Mike Cockrell is CFO of Sanderson Farms

In 1997, Sanderson Farms opened a processing plant in Bryan. A decade later, it opened another one in Waco. Each can handle over a million chickens a week. The plants use millions of gallons of water to clean the chicken carcasses and the plant itself. The wastewater is treated on-site before it’s released into streams and creeks. Some makes it’s way to the Brazos River.

Dave Fehling/StateImpact Texas

Sanderson Farms processing plant in Bryan

The wastewater contains nitrates which, like fertilizer, are nutrients that can make plants grow. But too much in waterways can upset a delicate balance, allowing algae to grow and overwhelm other life forms including fish.

An advocacy group, Environment Texas and it’s umbrella organization Environment America, crunched the numbers reported to regulators. They found that of pollutants discharged into Texas waterways by all industries, poultry processors were among the top sources for sheer volume.

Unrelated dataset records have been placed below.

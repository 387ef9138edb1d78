use axum::extract::{FromRequest, FromRequestParts};

use crate::error::AppError;

/// `Json` whose rejection is an `AppError`, so a bad body gets an `{"error"}` response
#[derive(FromRequest)]
#[from_request(via(axum::Json), rejection(AppError))]
pub struct AppJson<T>(pub T);

/// `Query` whose rejection is an `AppError`
#[derive(FromRequestParts)]
#[from_request(via(axum::extract::Query), rejection(AppError))]
pub struct AppQuery<T>(pub T);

Luke Metzger with Environment Texas

“When people think of farms they think of the old mom and pop family farm. But these have turned into giant corporate, mechanized facilities that generate huge amounts of waste,” said Luke Metzger, Environment Texas’s founder.

Metzger was talking not just about the processing plants but the hundreds of poultry “growers” scattered in nearby counties. The growers (Sanderson Farms alone said it uses 300 of them in Texas) are usually contractors, providing the millions of chickens for processing.The concern is the tons of chicken manure they generate. Rainwater runoff can potentially carry the nitrate-rich manure into streams and creeks.

The industry contends that poultry pollution is not a threat.

“I’m not an environmental engineer but from what I do understand, I don’t think the level of nitrates we produce as a by-product in our industry and in our plant specifically would raise any concerns among the scientists who study this,” said Mike Cockrell, the Sanderson Farms executive.

The Federal Environmental Protection Agency (EPA) sets standards for poultry pollution but in Texas, the agency told StateImpact it has seldom taken “significant” enforcement action, citing just one case against a poultry grower in 2009.

The Texas Commission on Environmental Quality (TCEQ) and the Texas State Soil and Water Conservation Board both have jurisdiction over agricultural pollution. The agencies are currently revising the Texas Nonpoint Source Management Program. The program’s goal is to reduce water pollution to meet requirements of the federal Clean Water Act.

“Nonpoint” sources of pollution are not single, large “point” sources like industrial plants but rather smaller, more numerous ones. The TCEQ told StateImpact that past legal challenges have led to chicken growing operations being included in the “nonpoint” category and therefore not subject to stricter permitting requirements.

Environmental groups have been arguing that big, chicken growing operations are indeed point sources of pollution and should be more strictly regulated. Texas will be finalizing its “nonpoint” plan in coming months and will submit it to the EPA for approval.

Dan Franks in Limestone County

As the poultry industry expanded from it’s original roots in East Texas, communities have also found reasons to be concerned.

“The smell rolls in like a fog,” said Dan Franks, a homeowner in Limestone County where poultry farms multiplied as the processing plants expanded into the region.

Franks said state regulators had responded to his and his neighbors complaints about the odors but that it didn’t seem to him there was much the state could do.

“I think they’re handcuffed by the regulations,” Franks said.

In Leon County, Jean Hagerbaumer lives on a secluded 12 acres.

Dave Fehling/StateImpact Texas

Jean Hagerbaumer outside her home in Leon County

She’s a few miles from the nearest poultry farm and not as affected by the odors, but worries that concentrating so many farms and their manure can’t be good. And, she said, it can’t be justified by what some in her community hoped the poultry industry would bring.

“Oh, we’re going to create jobs,” Hagerbaumer said was the belief in the community. “That justifies everything. That and expanding the tax base.”